1 Because petitioner is male, this case addresses only male housing policies. The court of appeals opinion does not indicate whether female inmates are similarly segregated by race. See Pet. App. 2a n.1.

2 See generally Martha L. Henderson et al., Race, Rights, and Order in Prison: A National Survey of Wardens on the Racial Integration of Prison Cells, 80 Prison J. 295, 301-307 (2000); see also, e.g., Ariz. Corr. Reg. § 908.02(1.5) (Sept. 1, 1996) (prison administrators shall "[b]ase inmate housing assignments on sound correctional classification practices and not discriminate against any individual or group of inmates when assigning inmate housing"; "[i]nmates shall be assigned to a cell on a random basis"); Colo. Corr. Reg. § 850-15 (Oct. 15, 2003) ("ensur[ing] that offender program access, work assignments, and administrative decisions are made without regard to offenders' race"); Conn. Corr. Reg. § 9.2(1) (Mar. 5, 2003) ("The [inmate] classification system shall not foster discrimination in status, including housing, programming, job assignment, or on the basis of race, creed, color, or national origin."); Tenn. Corr. Reg. § 506.14(VI)(A)(4) (Aug. 15, 2003) (housing assignments "shall not be made on the basis of race, color, national origin, religion, or political views unless it is justified by legitimate and documented security concerns (i.e., opposing or rival security threat group affiliation)"); accord American Corr.
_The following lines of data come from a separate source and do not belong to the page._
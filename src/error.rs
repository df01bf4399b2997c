use std::{io, path::PathBuf};
use thiserror::Error;

#[derive(Debug, Error)]
pub enum DescribeError {
    #[error("No OpenAI API key has been provided")]
    MissingCredential,

    #[error("API key contains characters that cannot be sent in a header")]
    InvalidCredential,

    #[error("Unsupported image type: {0} (expected PNG, JPG or JPEG)")]
    UnsupportedImage(String),

    #[error("Failed to open image file: {}", path.display())]
    ReadImage {
        path: PathBuf,
        #[source]
        source: io::Error,
    },

    #[error("Request to the description service failed: {0}")]
    Transport(#[from] reqwest::Error),

    #[error("Description service returned {status}: {body}")]
    Remote {
        status: reqwest::StatusCode,
        body: String,
    },

    #[error("Malformed response from the description service: {0}")]
    MalformedResponse(String),

    #[error("{}: {source}", path.display())]
    Save {
        path: PathBuf,
        #[source]
        source: io::Error,
    },
}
Ass'n, Standards for Adult Correctional Institutions 76 (4th ed. 2003) (Standard 4-4277: requiring "[w]ritten policy, procedure, and practice prohibit[ing] discrimination based on an inmate's race * * * in making administrative decisions and in providing access to programs").

3 Indeed, the CDC's policy is particularly inappropriate in light of recent evidence that integration of two-person cells does not lead to increased violence and that it actually may decrease violence. See, e.g., Chad Trulson & James W. Marquart, The Caged Melting Pot: Toward an Understanding of the Consequences of Desegregation in Prisons, 36 L. & Soc'y Rev. 743, 774 (2002) (After integration of two-person cells in Texas, "the rate of assaults among desegregated inmates was less than or at least equal to the rate of assaults among inmates who were not desegregated. Integration did not result in disproportionate violence; rather, over the long term, the rate of violence between inmates segregated by race in double cells surpassed the rate among those racially integrated."); see also, e.g., Henderson et al., supra, at 304, 307 (noting that the majority of prison wardens surveyed stated that integrating cells would decrease or have no effect on the level of violence in an institution).
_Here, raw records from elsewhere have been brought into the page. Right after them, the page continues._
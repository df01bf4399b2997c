use crate::error::DescribeError;
use chrono::Local;
use log::info;
use std::{
    fs::{self, OpenOptions},
    io::Write,
    path::{Path, PathBuf},
};

/// `description_<YYYYMMDD_HHMMSS>.txt` for the current local time.
pub fn timestamped_filename() -> String {
    format!("description_{}.txt", Local::now().format("%Y%m%d_%H%M%S"))
}

/// Appends `text` as one line to `directory/filename`, creating the
/// directory as needed. Existing file content is never truncated.
pub fn save_description(
    text: &str,
    directory: &Path,
    filename: Option<&str>,
) -> Result<PathBuf, DescribeError> {
    let filename = match filename {
        Some(name) => name.to_string(),
        None => timestamped_filename(),
    };
    let filepath = directory.join(filename);
    let save_error = |source: std::io::Error| DescribeError::Save {
        path: filepath.clone(),
        source,
    };

    fs::create_dir_all(directory).map_err(save_error)?;
    let mut file = OpenOptions::new()
        .create(true)
        .append(true)
        .open(&filepath)
        .map_err(save_error)?;
    file.write_all(format!("{}\n", text).as_bytes())
        .map_err(save_error)?;
    file.flush().map_err(save_error)?;

    info!("Appended {} bytes to {}", text.len() + 1, filepath.display());
    Ok(filepath)
}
4 Similarly, on the few occasions in which courts have confronted prison polices, like the CDC's, of temporary racial segregation for newly received inmates, they have not hesitated to strike down the policies. See Blevins v. Brew, 593 F. Supp. 245, 248-249 (W.D. Wis. 1984) (assigning new inmates to double cells in temporary reception centers based on race in a federal correctional facility "violated clearly established constitutional rights" because "racial segregation is an appropriate response [to racial conflict] only if no other means are available for maintaining prison security or discipline"); Stewart v. Rhodes, 473 F. Supp. 1185, 1187-1190 (S.D. Ohio 1979) (assigning inmates to double cells based on race in a receiving and processing center was unconstitutional because there was no evidence that integration would lead to increased violence), appeal dismissed, 661 F.2d 934 (6th Cir. 1981).

5 Indeed, the CDC's race-based housing policy, which would subject even inmates with an established record of nonviolence to racial segregation every time they are transferred to a new institution, would not satisfy a proper application of Turner's "reasonably related" standard, much less strict scrutiny.